The Gates Foundation holds about $35B in publicly traded stocks, with Berkshire Hathaway making up ~28% (~$9.8B) and Microsoft representing ~10.5% of that stock portfolio. The trust manages $86B in total assets, holds 23 equity positions concentrated with 96% in the top 10, and Berkshire’s size largely reflects ~$43.3B of Berkshire stock donations from Warren Buffett (2006–2024). The foundation sold 2.36M Berkshire B shares in Q4 2025, raising >$1B, and Berkshire and Microsoft are the only portfolio positions routinely sold to fund charitable giving.

Analysis

Large, mission-driven donations of single-stock create a recurring, price-insensitive supply vector that markets underprice as a volatility source. That supply is concentrated in a handful of highly liquid tickers, producing predictable intraday/quarterly liquidity troughs that can widen bid-ask spreads and create short-term dislocations of 3–8% around known selling windows.

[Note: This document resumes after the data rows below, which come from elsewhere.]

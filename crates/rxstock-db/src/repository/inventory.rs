//! # Inventory Line Repository
//!
//! Database operations for inventory lines: lifecycle, lookups and the
//! low-stock feed. Stock quantities are never written here; that is the
//! StockMutator's job.

use chrono::Utc;
use sqlx::SqlitePool;
use tracing::debug;
use uuid::Uuid;

use crate::error::{DbError, DbResult};
use rxstock_core::{InventoryLine, DEFAULT_CURRENCY};

/// Column list shared by every line SELECT, in `InventoryLine` field order.
pub(crate) const LINE_COLUMNS: &str = "id, pharmacy_id, medication_id, quantity_in_stock, \
     minimum_stock_level, reorder_quantity, price_cents, currency, \
     is_active, created_at, updated_at, row_version";

/// Input for creating an inventory line.
///
/// A line starts empty; stock arrives through `StockMutator::increase`.
#[derive(Debug, Clone)]
pub struct NewInventoryLine {
    pub pharmacy_id: String,
    pub medication_id: String,
    pub minimum_stock_level: i64,
    pub reorder_quantity: i64,
    pub price_cents: i64,
    /// Defaults to [`DEFAULT_CURRENCY`] when absent.
    pub currency: Option<String>,
}

/// Repository for inventory line database operations.
#[derive(Debug, Clone)]
pub struct InventoryLineRepository {
    pool: SqlitePool,
}

impl InventoryLineRepository {
    /// Creates a new InventoryLineRepository.
    pub fn new(pool: SqlitePool) -> Self {
        InventoryLineRepository { pool }
    }

    /// Creates a line for a (pharmacy, medication) pair.
    ///
    /// ## Returns
    /// * `Ok(InventoryLine)` - The created line with zero stock
    /// * `Err(DbError::UniqueViolation)` - The pharmacy already stocks this
    ///   medication
    pub async fn create(&self, new: NewInventoryLine) -> DbResult<InventoryLine> {
        let id = Uuid::new_v4().to_string();
        let now = Utc::now();
        let currency = new
            .currency
            .unwrap_or_else(|| DEFAULT_CURRENCY.to_string());

        debug!(id = %id, pharmacy_id = %new.pharmacy_id, medication_id = %new.medication_id, "Creating inventory line");

        let line = InventoryLine {
            id: id.clone(),
            pharmacy_id: new.pharmacy_id,
            medication_id: new.medication_id,
            quantity_in_stock: 0,
            minimum_stock_level: new.minimum_stock_level,
            reorder_quantity: new.reorder_quantity,
            price_cents: new.price_cents,
            currency,
            is_active: true,
            created_at: now,
            updated_at: now,
            row_version: 0,
        };

        sqlx::query(
            r#"
            INSERT INTO inventory_lines (
                id, pharmacy_id, medication_id, quantity_in_stock,
                minimum_stock_level, reorder_quantity, price_cents, currency,
                is_active, created_at, updated_at, row_version
            ) VALUES (?1, ?2, ?3, ?4, ?5, ?6, ?7, ?8, ?9, ?10, ?11, ?12)
            "#,
        )
        .bind(&line.id)
        .bind(&line.pharmacy_id)
        .bind(&line.medication_id)
        .bind(line.quantity_in_stock)
        .bind(line.minimum_stock_level)
        .bind(line.reorder_quantity)
        .bind(line.price_cents)
        .bind(&line.currency)
        .bind(line.is_active)
        .bind(line.created_at)
        .bind(line.updated_at)
        .bind(line.row_version)
        .execute(&self.pool)
        .await?;

        Ok(line)
    }

    /// Gets a line by its ID.
    pub async fn get_by_id(&self, id: &str) -> DbResult<Option<InventoryLine>> {
        let line = sqlx::query_as::<_, InventoryLine>(&format!(
            "SELECT {LINE_COLUMNS} FROM inventory_lines WHERE id = ?1"
        ))
        .bind(id)
        .fetch_optional(&self.pool)
        .await?;

        Ok(line)
    }

    /// Gets the line a pharmacy holds for a medication, if any.
    pub async fn get_for_pharmacy_medication(
        &self,
        pharmacy_id: &str,
        medication_id: &str,
    ) -> DbResult<Option<InventoryLine>> {
        let line = sqlx::query_as::<_, InventoryLine>(&format!(
            "SELECT {LINE_COLUMNS} FROM inventory_lines \
             WHERE pharmacy_id = ?1 AND medication_id = ?2"
        ))
        .bind(pharmacy_id)
        .bind(medication_id)
        .fetch_optional(&self.pool)
        .await?;

        Ok(line)
    }

    /// Lists a pharmacy's active lines, medication order.
    pub async fn list_for_pharmacy(&self, pharmacy_id: &str) -> DbResult<Vec<InventoryLine>> {
        let lines = sqlx::query_as::<_, InventoryLine>(&format!(
            "SELECT {LINE_COLUMNS} FROM inventory_lines \
             WHERE pharmacy_id = ?1 AND is_active = 1 \
             ORDER BY medication_id"
        ))
        .bind(pharmacy_id)
        .fetch_all(&self.pool)
        .await?;

        Ok(lines)
    }

    /// Lists a pharmacy's active lines at or below their minimum stock
    /// level. Feed for the external notifier.
    pub async fn low_stock_lines(&self, pharmacy_id: &str) -> DbResult<Vec<InventoryLine>> {
        let lines = sqlx::query_as::<_, InventoryLine>(&format!(
            "SELECT {LINE_COLUMNS} FROM inventory_lines \
             WHERE pharmacy_id = ?1 AND is_active = 1 \
             AND quantity_in_stock <= minimum_stock_level \
             ORDER BY medication_id"
        ))
        .bind(pharmacy_id)
        .fetch_all(&self.pool)
        .await?;

        Ok(lines)
    }

    /// Soft-removes a line by setting `is_active = false`.
    ///
    /// ## Why Soft Remove?
    /// Batches and ledger entries reference the line; history must survive.
    pub async fn deactivate(&self, id: &str) -> DbResult<()> {
        debug!(id = %id, "Deactivating inventory line");

        let now = Utc::now();

        let result = sqlx::query(
            r#"
            UPDATE inventory_lines
            SET is_active = 0,
                updated_at = ?2,
                row_version = row_version + 1
            WHERE id = ?1
            "#,
        )
        .bind(id)
        .bind(now)
        .execute(&self.pool)
        .await?;

        if result.rows_affected() == 0 {
            return Err(DbError::not_found("InventoryLine", id));
        }

        Ok(())
    }

    /// Verifies the core invariant for one line: stored quantity equals the
    /// sum of active batch quantities.
    ///
    /// ## Usage
    /// Reconciliation jobs and tests. A `false` here means a bug in the
    /// mutation path, not in the data.
    pub async fn invariant_holds(&self, id: &str) -> DbResult<bool> {
        let row: Option<(i64, i64)> = sqlx::query_as(
            r#"
            SELECT l.quantity_in_stock,
                   COALESCE((SELECT SUM(b.quantity) FROM batches b
                             WHERE b.line_id = l.id AND b.is_active = 1), 0)
            FROM inventory_lines l
            WHERE l.id = ?1
            "#,
        )
        .bind(id)
        .fetch_optional(&self.pool)
        .await?;

        match row {
            Some((quantity, batch_sum)) => Ok(quantity == batch_sum),
            None => Err(DbError::not_found("InventoryLine", id)),
        }
    }
}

Because the recipients monetise to fund spending rather than to optimise market timing, these sales behave like a vanilla negative-flow option on the recipient stock: low informational content but high mechanical impact when size meets thin tape. Counterparties that can take short-term inventory (prop desks, market-makers, options sellers) will extract most of the episodic premium, while long-only funds are left to absorb basis risk. Second-order winners include non-distributed compounders in the same portfolio that aren’t monetised (lower turnover, less headline selling), which should trade with lower implied vols and tighter effective yields than the headline donors’ tickers. Conversely, securities that compete for benchmark or quant capacity with the donated names can see transient rebalancing headwinds as index flows chase the mechanically created price moves. Key tail risks: a change in donation mechanics (cash instead of stock) quickly removes the flow and compresses realised volatility within 1–3 quarters; an acceleration of spending or emergency liquidity needs could magnify selling and extend drawdowns beyond 15–20% in stressed market environments. Watch quarterly filings and foundation spending guidance as the highest-signal catalysts for near-term moves.